New pair of (rollerski) inflatable toys

21 May

21052009In skiing terms my life more or less ended the first of May. I’d had a bad experience with roller skiing, so that wasn’t any sure way to fix the problem. The first pair of rollerskis I bought had small, solid wheels and absolutely no brakes. Recipe for asthma or a violent death: either ski on bicycle paths next to large highways or take your chances on hillier routes with intersection crossings, potholes, skin burning rough pavement and other such potentially life-ending pleasures.

Not yet being suicidally depressed about the end of winter, I’ve been having a tough time building motivation to get back on them.

In a fit of desperation and financial irresponsibility I decided to try ordering a new pair from abroad. Even though Norway is the only place you can rollerski without being thought of as the pathetically insane snow freak you really are, the choice of equipment is nonetheless limited.

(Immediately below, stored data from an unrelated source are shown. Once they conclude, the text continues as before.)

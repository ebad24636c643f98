//! Split calculation and payment-request transitions.

use chrono::Utc;
use rust_decimal::Decimal;

use crate::booking::types::{Booking, BookingState, BookingStatus, PaymentStatus};
use crate::payout::error::PayoutError;
use crate::payout::types::{PaymentRequest, PaymentRequestStatus, PaymentSplit};

/// Stateless service for staff payout math and request transitions.
pub struct PayoutService;

impl PayoutService {
    /// Splits an amount between staff and platform.
    ///
    /// The staff share rounds down (never over-pay staff); the platform
    /// retains the remainder, so the two always sum to the requested
    /// amount.
    pub fn compute_split(
        requested_amount: Decimal,
        percentage: Decimal,
    ) -> Result<PaymentSplit, PayoutError> {
        if percentage <= Decimal::ZERO || percentage > Decimal::ONE_HUNDRED {
            return Err(PayoutError::InvalidPercentage { percentage });
        }
        if requested_amount.is_sign_negative() {
            return Err(PayoutError::NegativeAmount {
                amount: requested_amount,
            });
        }

        let staff_amount = (requested_amount * percentage / Decimal::ONE_HUNDRED).floor();
        Ok(PaymentSplit {
            staff_amount,
            platform_amount: requested_amount - staff_amount,
        })
    }

    /// Checks payout eligibility: only completed, paid bookings qualify.
    pub fn ensure_eligible(state: &BookingState) -> Result<(), PayoutError> {
        if state.booking == BookingStatus::Completed && state.payment == PaymentStatus::Paid {
            Ok(())
        } else {
            Err(PayoutError::NotEligible {
                booking: state.booking,
                payment: state.payment,
            })
        }
    }

    /// Derives a PENDING payment request from an eligible booking.
    pub fn build_request(
        booking: &Booking,
        percentage: Decimal,
    ) -> Result<PaymentRequest, PayoutError> {
        Self::ensure_eligible(&booking.state)?;
        let split = Self::compute_split(booking.total_amount, percentage)?;
        Ok(PaymentRequest {
            booking_id: booking.id,
            requested_amount: booking.total_amount,
            percentage,
            staff_amount: split.staff_amount,
            status: PaymentRequestStatus::Pending,
            rejection_reason: None,
            requested_at: Utc::now(),
        })
    }

    /// Payout succeeded: PENDING → PAID.
    pub fn approve(
        current: PaymentRequestStatus,
    ) -> Result<PaymentRequestStatus, PayoutError> {
        Self::step(current, PaymentRequestStatus::Pending, PaymentRequestStatus::Paid)
    }

    /// Payout failed: PENDING → FAILED.
    pub fn fail(current: PaymentRequestStatus) -> Result<PaymentRequestStatus, PayoutError> {
        Self::step(
            current,
            PaymentRequestStatus::Pending,
            PaymentRequestStatus::Failed,
        )
    }

    /// Re-queue a failed payout: FAILED → PENDING.
    pub fn requeue(current: PaymentRequestStatus) -> Result<PaymentRequestStatus, PayoutError> {
        Self::step(
            current,
            PaymentRequestStatus::Failed,
            PaymentRequestStatus::Pending,
        )
    }

    /// Provider rejects the request: PENDING → CANCELLED, reason required.
    pub fn reject(
        current: PaymentRequestStatus,
        reason: &str,
    ) -> Result<PaymentRequestStatus, PayoutError> {
        if reason.trim().is_empty() {
            return Err(PayoutError::RejectionReasonRequired);
        }
        Self::step(
            current,
            PaymentRequestStatus::Pending,
            PaymentRequestStatus::Cancelled,
        )
    }

    fn step(
        current: PaymentRequestStatus,
        expected: PaymentRequestStatus,
        to: PaymentRequestStatus,
    ) -> Result<PaymentRequestStatus, PayoutError> {
        if current == expected {
            Ok(to)
        } else {
            Err(PayoutError::InvalidRequestTransition { from: current, to })
        }
    }
}

#[cfg(test)]
mod tests {
    use super::*;
    use rstest::rstest;
    use rust_decimal_macros::dec;

    #[rstest]
    #[case(dec!(1000), dec!(70), dec!(700), dec!(300))]
    #[case(dec!(999), dec!(33), dec!(329), dec!(670))]
    #[case(dec!(250), dec!(100), dec!(250), dec!(0))]
    #[case(dec!(0), dec!(50), dec!(0), dec!(0))]
    #[case(dec!(101), dec!(50), dec!(50), dec!(51))]
    fn test_split_cases(
        #[case] amount: Decimal,
        #[case] pct: Decimal,
        #[case] staff: Decimal,
        #[case] platform: Decimal,
    ) {
        let split = PayoutService::compute_split(amount, pct).unwrap();
        assert_eq!(split.staff_amount, staff);
        assert_eq!(split.platform_amount, platform);
    }

    #[test]
    fn test_split_rejects_bad_percentage() {
        assert!(matches!(
            PayoutService::compute_split(dec!(100), dec!(0)),
            Err(PayoutError::InvalidPercentage { .. })
        ));
        assert!(matches!(
            PayoutService::compute_split(dec!(100), dec!(101)),
            Err(PayoutError::InvalidPercentage { .. })
        ));
        assert!(matches!(
            PayoutService::compute_split(dec!(100), dec!(-5)),
            Err(PayoutError::InvalidPercentage { .. })
        ));
    }

    #[test]
    fn test_split_rejects_negative_amount() {
        assert!(matches!(
            PayoutService::compute_split(dec!(-1), dec!(50)),
            Err(PayoutError::NegativeAmount { .. })
        ));
    }

    #[test]
    fn test_eligibility_gate() {
        use crate::booking::types::TrackingStatus;

        let eligible = BookingState {
            booking: BookingStatus::Completed,
            payment: PaymentStatus::Paid,
            tracking: TrackingStatus::Completed,
        };
        assert!(PayoutService::ensure_eligible(&eligible).is_ok());

        let in_progress = BookingState {
            booking: BookingStatus::Confirmed,
            payment: PaymentStatus::Paid,
            tracking: TrackingStatus::ServiceStarted,
        };
        assert!(matches!(
            PayoutService::ensure_eligible(&in_progress),
            Err(PayoutError::NotEligible { .. })
        ));
    }

    #[test]
    fn test_request_lifecycle() {
        let paid = PayoutService::approve(PaymentRequestStatus::Pending).unwrap();
        assert_eq!(paid, PaymentRequestStatus::Paid);

        let failed = PayoutService::fail(PaymentRequestStatus::Pending).unwrap();
        assert_eq!(failed, PaymentRequestStatus::Failed);

        let requeued = PayoutService::requeue(failed).unwrap();
        assert_eq!(requeued, PaymentRequestStatus::Pending);

        let rejected =
            PayoutService::reject(PaymentRequestStatus::Pending, "Duplicate request").unwrap();
        assert_eq!(rejected, PaymentRequestStatus::Cancelled);
    }

    #[test]
    fn test_terminal_requests_are_closed() {
        for terminal in [PaymentRequestStatus::Paid, PaymentRequestStatus::Cancelled] {
            assert!(PayoutService::approve(terminal).is_err());
            assert!(PayoutService::fail(terminal).is_err());
            assert!(PayoutService::requeue(terminal).is_err());
            assert!(PayoutService::reject(terminal, "reason").is_err());
        }
    }

    #[test]
    fn test_reject_requires_reason() {
        let result = PayoutService::reject(PaymentRequestStatus::Pending, "  ");
        assert!(matches!(result, Err(PayoutError::RejectionReasonRequired)));
    }
}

The picture shows my newly imported pair in all their beauty lying on top of another dodgy piece of junkie paraphernalia, my ski waxing table. Haven’t got an iron for my laundry but I’ve got one for my skis!

This model of rollerskis comes with a brake, adjustable speed reducers and pneumatic wheels. They’re advertised to work on hard packed dirt roads.

I tried them out today back behind my house at the first place I tried cross country skiing in Norway. The result was the basically the same except that this time I lost more skin. It turns out that horseback riders are my natural enemies and had churned the road surface up with their nasty hooves.

My next step was to roller ski by a far too well traveled paved road to a dirt road less favored by the horsey crowd. There the skis worked beautifully and I could have gone a lot further. The speed reducers and brake make downhills far less harrowing than with the old model. You just have to be sure to maneuver around any ruts or loose patches of gravel.

I had very high expectations for these things and they may well end up being life changing. They don’t give you as much freedom as skis because you have to be very picky about your road choice but there are still a lot of possibilities to explore in the forest.